Long adds, “Between host reads, integrated brand moments, and the expansion into video and other extensions, a single CPM rarely reflects the true scope or impact of the buy. When you try to force podcasting into standard measurement frameworks, it can make it harder to see the full picture. While still valuable for reporting, they don’t always capture the full scope of the impact.”
Audio drives attention, recall, mood shift, brand affinity, and incremental performance over time. Companion banner clicks are virtually meaningless as a signal of whether someone heard, understood, or responded to an audio message.

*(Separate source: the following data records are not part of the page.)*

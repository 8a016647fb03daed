//! Main extractor API for Dailymotion
//!
//! Provides the high-level entry point combining the HTTP client, the
//! resolver and the default HLS expander.

use std::sync::Arc;

use crate::client::{ClientConfig, DailymotionClient};
use crate::error::Result;
use crate::playlist::{HlsExpander, PlaylistExpander};
use crate::resolver::VideoResolver;
use crate::types::{ResolveOptions, ResolvedVideo};

/// Main extractor API for Dailymotion
///
/// Turns Dailymotion page or embed URLs into playable HLS variants with
/// subtitles. Resolution is best effort: failures produce an empty list.
#[derive(Clone)]
pub struct DailymotionExtractor {
    resolver: VideoResolver,
}

impl DailymotionExtractor {
    /// Create a new extractor with default configuration
    ///
    /// # Errors
    /// Returns error if HTTP client initialization fails
    pub fn new() -> Result<Self> {
        Self::with_config(ClientConfig::default())
    }

    /// Create a new extractor with custom client configuration
    ///
    /// # Errors
    /// Returns error if HTTP client initialization fails
    pub fn with_config(config: ClientConfig) -> Result<Self> {
        let client = DailymotionClient::with_config(config)?;
        Ok(Self::with_client(client))
    }

    /// Create an extractor on top of an existing client, expanding manifests with [`HlsExpander`]
    pub fn with_client(client: DailymotionClient) -> Self {
        let expander = HlsExpander::new(client.http().clone(), client.base_headers().clone());
        Self::from_parts(client, Arc::new(expander))
    }

    /// Create an extractor with a custom manifest expander
    pub fn from_parts(client: DailymotionClient, expander: Arc<dyn PlaylistExpander>) -> Self {
        Self {
            resolver: VideoResolver::new(client, expander),
        }
    }

    /// Get the underlying resolver
    pub fn resolver(&self) -> &VideoResolver {
        &self.resolver
    }

    /// Resolve a page URL with the default options
    ///
    /// Names are prefixed with `"Dailymotion - "`, no embedder and no password.
    ///
    /// # Example
    /// ```no_run
    /// # async fn example() -> dailymotion_core::Result<()> {
    /// use dailymotion_core::DailymotionExtractor;
    /// let extractor = DailymotionExtractor::new()?;
    /// let videos = extractor
    ///     .videos_from_url("https://www.dailymotion.com/video/x8abc")
    ///     .await;
    /// for video in videos {
    ///     println!("{}: {}", video.display_name, video.manifest_url);
    /// }
    /// # Ok(())
    /// # }
    /// ```
    pub async fn videos_from_url(&self, url: &str) -> Vec<ResolvedVideo> {
        self.resolver.resolve(url, &ResolveOptions::default()).await
    }

    /// Resolve a page URL with explicit options
    ///
    /// # Example
    /// ```no_run
    /// # async fn example() -> dailymotion_core::Result<()> {
    /// use dailymotion_core::{DailymotionExtractor, ResolveOptions};
    /// let extractor = DailymotionExtractor::new()?;
    /// let options = ResolveOptions::with_prefix("Episode 3 - ")
    ///     .base_url("https://anichin.club")
    ///     .password("hunter2");
    /// let videos = extractor
    ///     .videos_from_url_with("https://www.dailymotion.com/video/x8abc", &options)
    ///     .await;
    /// # Ok(())
    /// # }
    /// ```
    pub async fn videos_from_url_with(
        &self,
        url: &str,
        options: &ResolveOptions,
    ) -> Vec<ResolvedVideo> {
        self.resolver.resolve(url, options).await
    }

    /// Resolve several page URLs one after another and concatenate the results
    ///
    /// A URL that fails contributes nothing; the others are still resolved.
    pub async fn videos_from_urls<S: AsRef<str>>(
        &self,
        urls: &[S],
        options: &ResolveOptions,
    ) -> Vec<ResolvedVideo> {
        let mut videos = Vec::new();
        for url in urls {
            videos.extend(self.resolver.resolve(url.as_ref(), options).await);
        }
        videos
    }
}
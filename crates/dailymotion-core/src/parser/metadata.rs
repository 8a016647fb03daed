//! Player metadata parser
//!
//! Classifies the body returned by `/player/metadata/video/{id}` into a
//! [`MetadataResult`].

use std::collections::BTreeMap;

use serde::Deserialize;

use crate::error::{DailymotionError, Result};
use crate::types::SubtitleTrack;

/// Error type reported for videos that need a password
pub const PASSWORD_PROTECTED: &str = "password_protected";

/// Outcome of a metadata request
#[derive(Debug, Clone, PartialEq, Eq)]
pub enum MetadataResult {
    /// Qualities present and no error
    Playable(PlayableMetadata),
    /// Video is locked behind a password; carries the opaque id to unlock
    PasswordProtected { opaque_video_id: String },
    /// Any other provider error, or a protected video without an id
    OtherError { error_type: String },
    /// Neither qualities nor error present
    Malformed,
}

/// Playable part of a metadata response
#[derive(Debug, Clone, PartialEq, Eq, Default)]
pub struct PlayableMetadata {
    /// First entry of the `auto` quality list, if any
    pub manifest_url: Option<String>,
    pub subtitle_tracks: Vec<SubtitleTrack>,
}

#[derive(Debug, Deserialize)]
struct RawMetadata {
    id: Option<String>,
    qualities: Option<RawQualities>,
    subtitles: Option<RawSubtitles>,
    error: Option<RawError>,
}

#[derive(Debug, Deserialize)]
struct RawQualities {
    #[serde(default)]
    auto: Vec<RawQuality>,
}

#[derive(Debug, Deserialize)]
struct RawQuality {
    url: Option<String>,
}

#[derive(Debug, Deserialize)]
struct RawSubtitles {
    data: Option<RawSubtitleData>,
}

// Older player builds send a list, the live API sends a map keyed by language
#[derive(Debug, Deserialize)]
#[serde(untagged)]
enum RawSubtitleData {
    List(Vec<RawSubtitle>),
    Map(BTreeMap<String, RawSubtitle>),
}

#[derive(Debug, Deserialize)]
struct RawSubtitle {
    #[serde(default)]
    label: String,
    #[serde(default)]
    urls: Vec<String>,
}

#[derive(Debug, Deserialize)]
struct RawError {
    #[serde(rename = "type")]
    error_type: Option<String>,
}

/// Parses a metadata response body
///
/// # Errors
/// Returns `ParseError` if the body is not a JSON object of the expected shape
pub fn parse_metadata(body: &str) -> Result<MetadataResult> {
    let raw: RawMetadata = serde_json::from_str(body)
        .map_err(|e| DailymotionError::ParseError(format!("metadata: {}", e)))?;

    let result = match (raw.qualities, raw.error) {
        (Some(qualities), None) => MetadataResult::Playable(PlayableMetadata {
            manifest_url: qualities.auto.into_iter().next().and_then(|q| q.url),
            subtitle_tracks: raw.subtitles.map(subtitle_tracks).unwrap_or_default(),
        }),
        (_, Some(error)) => {
            let error_type = error.error_type.unwrap_or_else(|| "unknown".to_string());
            match raw.id.filter(|id| !id.is_empty()) {
                Some(id) if error_type == PASSWORD_PROTECTED => {
                    MetadataResult::PasswordProtected { opaque_video_id: id }
                }
                _ => MetadataResult::OtherError { error_type },
            }
        }
        (None, None) => MetadataResult::Malformed,
    };

    Ok(result)
}

fn subtitle_tracks(subtitles: RawSubtitles) -> Vec<SubtitleTrack> {
    let entries: Vec<RawSubtitle> = match subtitles.data {
        Some(RawSubtitleData::List(list)) => list,
        Some(RawSubtitleData::Map(map)) => map.into_values().collect(),
        None => Vec::new(),
    };

    entries
        .into_iter()
        .filter_map(|entry| {
            let url = entry.urls.into_iter().next()?;
            Some(SubtitleTrack {
                label: entry.label,
                url,
            })
        })
        .collect()
}
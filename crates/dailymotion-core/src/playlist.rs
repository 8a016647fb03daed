//! Manifest expansion
//!
//! The resolver hands a manifest URL to a [`PlaylistExpander`], which decides
//! how many [`ResolvedVideo`] entries it turns into. [`HlsExpander`] is the
//! default and splits an HLS master playlist into one entry per variant.

use std::collections::BTreeMap;

use async_trait::async_trait;
use m3u8_rs::{MasterPlaylist, Playlist};
use reqwest::header::HeaderMap;
use tracing::debug;
use url::Url;

use crate::error::{DailymotionError, Result};
use crate::types::{ResolvedVideo, SubtitleTrack};

/// Produces the headers for a playlist request from the base headers and the playlist URL
pub type HeadersGen<'a> = &'a (dyn Fn(&HeaderMap, &str) -> HeaderMap + Send + Sync);

/// Produces a display name from a quality label
pub type NameGen<'a> = &'a (dyn Fn(&str) -> String + Send + Sync);

/// Inputs for a single manifest expansion
pub struct ExpandRequest<'a> {
    pub manifest_url: &'a str,
    pub headers_gen: HeadersGen<'a>,
    pub subtitles: &'a [SubtitleTrack],
    pub name_gen: NameGen<'a>,
}

/// Turns a manifest URL into playable videos
#[async_trait]
pub trait PlaylistExpander: Send + Sync {
    async fn expand(&self, request: ExpandRequest<'_>) -> Result<Vec<ResolvedVideo>>;
}

/// Expands HLS manifests by fetching and parsing the master playlist
#[derive(Debug, Clone)]
pub struct HlsExpander {
    http: reqwest::Client,
    base_headers: HeaderMap,
}

impl HlsExpander {
    pub fn new(http: reqwest::Client, base_headers: HeaderMap) -> Self {
        Self { http, base_headers }
    }
}

#[async_trait]
impl PlaylistExpander for HlsExpander {
    async fn expand(&self, request: ExpandRequest<'_>) -> Result<Vec<ResolvedVideo>> {
        let base_url = Url::parse(request.manifest_url).map_err(|e| {
            DailymotionError::InvalidUrl(format!("{}: {}", request.manifest_url, e))
        })?;
        let headers = (request.headers_gen)(&self.base_headers, request.manifest_url);

        let bytes = self
            .http
            .get(request.manifest_url)
            .headers(headers.clone())
            .send()
            .await?
            .error_for_status()?
            .bytes()
            .await?;

        let playlist = m3u8_rs::parse_playlist_res(&bytes)
            .map_err(|e| DailymotionError::ParseError(format!("playlist: {:?}", e)))?;

        let header_pairs = header_pairs(&headers);
        let videos = match playlist {
            Playlist::MasterPlaylist(master) => variants(master, &base_url)
                .into_iter()
                .map(|(url, quality)| ResolvedVideo {
                    display_name: (request.name_gen)(&quality),
                    manifest_url: url,
                    headers: header_pairs.clone(),
                    subtitle_tracks: request.subtitles.to_vec(),
                })
                .collect(),
            Playlist::MediaPlaylist(_) => vec![ResolvedVideo {
                display_name: (request.name_gen)("Video"),
                manifest_url: request.manifest_url.to_string(),
                headers: header_pairs,
                subtitle_tracks: request.subtitles.to_vec(),
            }],
        };

        debug!(count = videos.len(), "Expanded manifest");
        Ok(videos)
    }
}

/// Absolute URL and quality label for every non I-frame variant
fn variants(master: MasterPlaylist, base_url: &Url) -> Vec<(String, String)> {
    master
        .variants
        .into_iter()
        .filter(|variant| !variant.is_i_frame)
        .filter_map(|variant| {
            let url = base_url.join(&variant.uri).ok()?;
            let quality = match variant.resolution {
                Some(resolution) => format!("{}p", resolution.height),
                None => format!("{}kbps", variant.bandwidth / 1000),
            };
            Some((url.to_string(), quality))
        })
        .collect()
}

/// Flattens a header map into name/value pairs
///
/// Repeated values of one header are joined with `", "`. Non-UTF-8 values
/// are dropped.
pub fn header_pairs(headers: &HeaderMap) -> BTreeMap<String, String> {
    let mut pairs: BTreeMap<String, String> = BTreeMap::new();
    for (name, value) in headers {
        let Ok(value) = value.to_str() else {
            continue;
        };
        pairs
            .entry(name.as_str().to_string())
            .and_modify(|joined| {
                joined.push_str(", ");
                joined.push_str(value);
            })
            .or_insert_with(|| value.to_string());
    }
    pairs
}
//! Shared fixtures for the mock-server tests

#![allow(dead_code)]

use std::sync::{Arc, Mutex};

use async_trait::async_trait;
use dailymotion_core::playlist::header_pairs;
use dailymotion_core::{
    ClientConfig, DailymotionClient, DailymotionExtractor, ExpandRequest, PlaylistExpander,
    ResolvedVideo, Result, SubtitleTrack,
};
use reqwest::header::HeaderMap;
use wiremock::MockServer;

pub const PAGE_HTML: &str = r#"<!DOCTYPE html>
<html><head>
<script>window.__PLAYER_CONFIG__ = {"context":{"api":{"client_id":"cid42","client_secret":"s3cr3t","client_scope":"openapi lax_read"}},"dmInternalData":{"ts":123,"v1st":"abc","dmvk":"vk9"}};</script>
</head><body></body></html>"#;

/// What the resolver handed to the expansion step
#[derive(Debug, Clone)]
pub struct ExpandCall {
    pub manifest_url: String,
    pub headers: HeaderMap,
    pub subtitles: Vec<SubtitleTrack>,
    pub sample_name: String,
}

/// Expander that records its input and returns one "720p" variant
#[derive(Default)]
pub struct RecordingExpander {
    calls: Mutex<Vec<ExpandCall>>,
}

impl RecordingExpander {
    pub fn calls(&self) -> Vec<ExpandCall> {
        self.calls.lock().unwrap().clone()
    }
}

#[async_trait]
impl PlaylistExpander for RecordingExpander {
    async fn expand(&self, request: ExpandRequest<'_>) -> Result<Vec<ResolvedVideo>> {
        let headers = (request.headers_gen)(&HeaderMap::new(), request.manifest_url);
        let sample_name = (request.name_gen)("720p");

        self.calls.lock().unwrap().push(ExpandCall {
            manifest_url: request.manifest_url.to_string(),
            headers: headers.clone(),
            subtitles: request.subtitles.to_vec(),
            sample_name: sample_name.clone(),
        });

        Ok(vec![ResolvedVideo {
            display_name: sample_name,
            manifest_url: request.manifest_url.to_string(),
            headers: header_pairs(&headers),
            subtitle_tracks: request.subtitles.to_vec(),
        }])
    }
}

/// Client configuration pointing every endpoint at the mock server
pub fn mock_config(server: &MockServer) -> ClientConfig {
    ClientConfig {
        timeout_secs: 5,
        dailymotion_url: server.uri(),
        graphql_url: server.uri(),
        ..ClientConfig::default()
    }
}

/// Extractor backed by the mock server and a recording expander
pub fn recording_extractor(config: ClientConfig) -> (DailymotionExtractor, Arc<RecordingExpander>) {
    let expander = Arc::new(RecordingExpander::default());
    let client = DailymotionClient::with_config(config).unwrap();
    let extractor = DailymotionExtractor::from_parts(client, expander.clone());
    (extractor, expander)
}

pub fn page_url(server: &MockServer, video_id: &str) -> String {
    format!("{}/video/{}", server.uri(), video_id)
}
//! Debug script to resolve a Dailymotion URL and print the playable variants
//!
//! Usage: `cargo run --example resolve_url -- <url> [password] [embedder-base-url]`
//! Set `RUST_LOG=dailymotion_core=debug` to trace each step.

use dailymotion_core::{DailymotionExtractor, ResolveOptions, is_dailymotion_url};
use tracing_subscriber::EnvFilter;

#[tokio::main]
async fn main() -> Result<(), Box<dyn std::error::Error>> {
    tracing_subscriber::fmt()
        .with_env_filter(
            EnvFilter::try_from_default_env().unwrap_or_else(|_| EnvFilter::new("info")),
        )
        .init();

    let mut args = std::env::args().skip(1);
    let Some(url) = args.next() else {
        eprintln!("usage: resolve_url <url> [password] [embedder-base-url]");
        return Ok(());
    };

    if !is_dailymotion_url(&url) {
        eprintln!("{} is not a Dailymotion URL", url);
        return Ok(());
    }

    let mut options = ResolveOptions::default();
    if let Some(password) = args.next() {
        options = options.password(password);
    }
    if let Some(base_url) = args.next() {
        options = options.base_url(base_url);
    }

    let extractor = DailymotionExtractor::new()?;
    let videos = extractor.videos_from_url_with(&url, &options).await;

    println!("Found {} video(s)\n", videos.len());
    for video in &videos {
        println!("{}\n  {}", video.display_name, video.manifest_url);
        for track in &video.subtitle_tracks {
            println!("  subtitle {}: {}", track.label, track.url);
        }
    }

    Ok(())
}
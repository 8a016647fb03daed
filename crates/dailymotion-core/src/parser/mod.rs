//! Parsers for Dailymotion pages and API responses
//!
//! Contains modules for the page HTML, the player metadata and the
//! password flow responses.

pub mod auth;
pub mod metadata;
pub mod page;

pub use auth::{parse_access_token, parse_protected_video_id};
pub use metadata::{MetadataResult, PlayableMetadata, parse_metadata};
pub use page::{InternalData, parse_dmvk, parse_internal_data, parse_oauth_credentials};
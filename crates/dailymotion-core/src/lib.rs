//! Dailymotion Extractor Core Library
//!
//! Provides async API for turning Dailymotion page and embed URLs into
//! playable HLS streams with subtitle tracks.
//!
//! # Overview
//!
//! This crate provides a complete extraction flow for Dailymotion with:
//! - A page scraper that reads the player state embedded in the HTML
//! - A resolver that calls the player metadata endpoint
//! - An unlock flow for password-protected videos (OAuth token, GraphQL
//!   lookup, cookie-authenticated metadata refetch)
//! - A pluggable manifest expander, with an HLS implementation by default
//!
//! # Example
//!
//! ```no_run
//! use dailymotion_core::{DailymotionExtractor, ResolveOptions, Result};
//!
//! #[tokio::main]
//! async fn main() -> Result<()> {
//!     let extractor = DailymotionExtractor::new()?;
//!
//!     let videos = extractor
//!         .videos_from_url("https://www.dailymotion.com/video/x8abc")
//!         .await;
//!
//!     for video in &videos {
//!         println!("{}: {}", video.display_name, video.manifest_url);
//!     }
//!
//!     // Password-protected video embedded on another site
//!     let options = ResolveOptions::default()
//!         .base_url("https://anichin.club")
//!         .password("hunter2");
//!     let locked = extractor
//!         .videos_from_url_with("https://www.dailymotion.com/video/k3lock", &options)
//!         .await;
//!     println!("{} locked variants", locked.len());
//!
//!     Ok(())
//! }
//! ```
//!
//! # Failure model
//!
//! Resolution never returns an error. A missing page marker, a network
//! failure or an unexpected response yields an empty list, so callers cannot
//! tell "no video" from "extraction failed". Details are emitted as
//! `tracing` events.
//!
//! **Important:** the produced headers carry a short-lived access token and
//! session cookie. Do not cache resolved videos long-term.

mod client;
mod error;
mod extractor;
mod page;
pub mod parser;
pub mod playlist;
mod resolver;
mod types;
pub mod url;

// Re-export client types
pub use client::{ClientConfig, DailymotionClient};

// Re-export error types
pub use error::{DailymotionError, Result};

// Re-export parser types
pub use parser::{MetadataResult, PlayableMetadata, parse_metadata};

// Re-export main extractor API
pub use extractor::DailymotionExtractor;
pub use page::PageContextScraper;
pub use playlist::{ExpandRequest, HlsExpander, PlaylistExpander};
pub use resolver::VideoResolver;

// Re-export data types
pub use types::{
    AccessToken, DEFAULT_NAME_PREFIX, OAuthCredentials, PageContext, ResolveOptions,
    ResolvedVideo, SubtitleTrack,
};

// Re-export URL helper functions for convenience
pub use url::{extract_video_id, is_dailymotion_url};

“Trying to judge audio through display metrics is one of the fastest ways to misunderstand its impact. Audio creates memory, mood, and intent – things you’ll never see from a click-through rate metric or a non-human graphic designed for a screen. When measured correctly, we consistently see that audio drives meaningful lifts in brand awareness, consideration, and purchase intent. If the measurement model doesn’t match the medium, the numbers will always undersell the true power of audio,” said Gretchen Dubois, VP of Media at Ad Results Media (ARM).
“The hardest part of measuring audio ads is also the most important: capturing the long-tail. Audio drives awareness and baseline lift over time, and without sufficiently accounting for that top-of-funnel impact, it’s easy to undervalue the channel,” adds Brynn Greenelsh, Marketing Manager at Auctane.
When teams not trained in audio KPIs try to apply digital measurement frameworks onto audio reporting, the results might look like just that: underwhelming. This leads to budgets getting cut or reallocated, not because audio underperformed in reality, but because its success was never measured or communicated correctly.
Audio sits in its own category. It uses digital delivery the way streaming video uses fiber or WiFi, but the medium itself is its own craft. It is emotional, talent-driven, contextual, and rooted in human connection. It’s not offline. It’s not digital. It is simply a media channel with its own distinct ecosystem and its own structures and rules.
And in a world with more fragmentation than ever, that’s why specialization matters.
As audio grows across streaming, podcasts, CTV, and other emerging formats, the gap between “buying audio” and “buying audio well” is becoming more visible. Audio deserves to be treated as the distinct, complex, high-impact medium it is.
When brands recognize that and partner with teams who truly understand the space, audio stops being a checkbox and becomes a driver of meaningful results.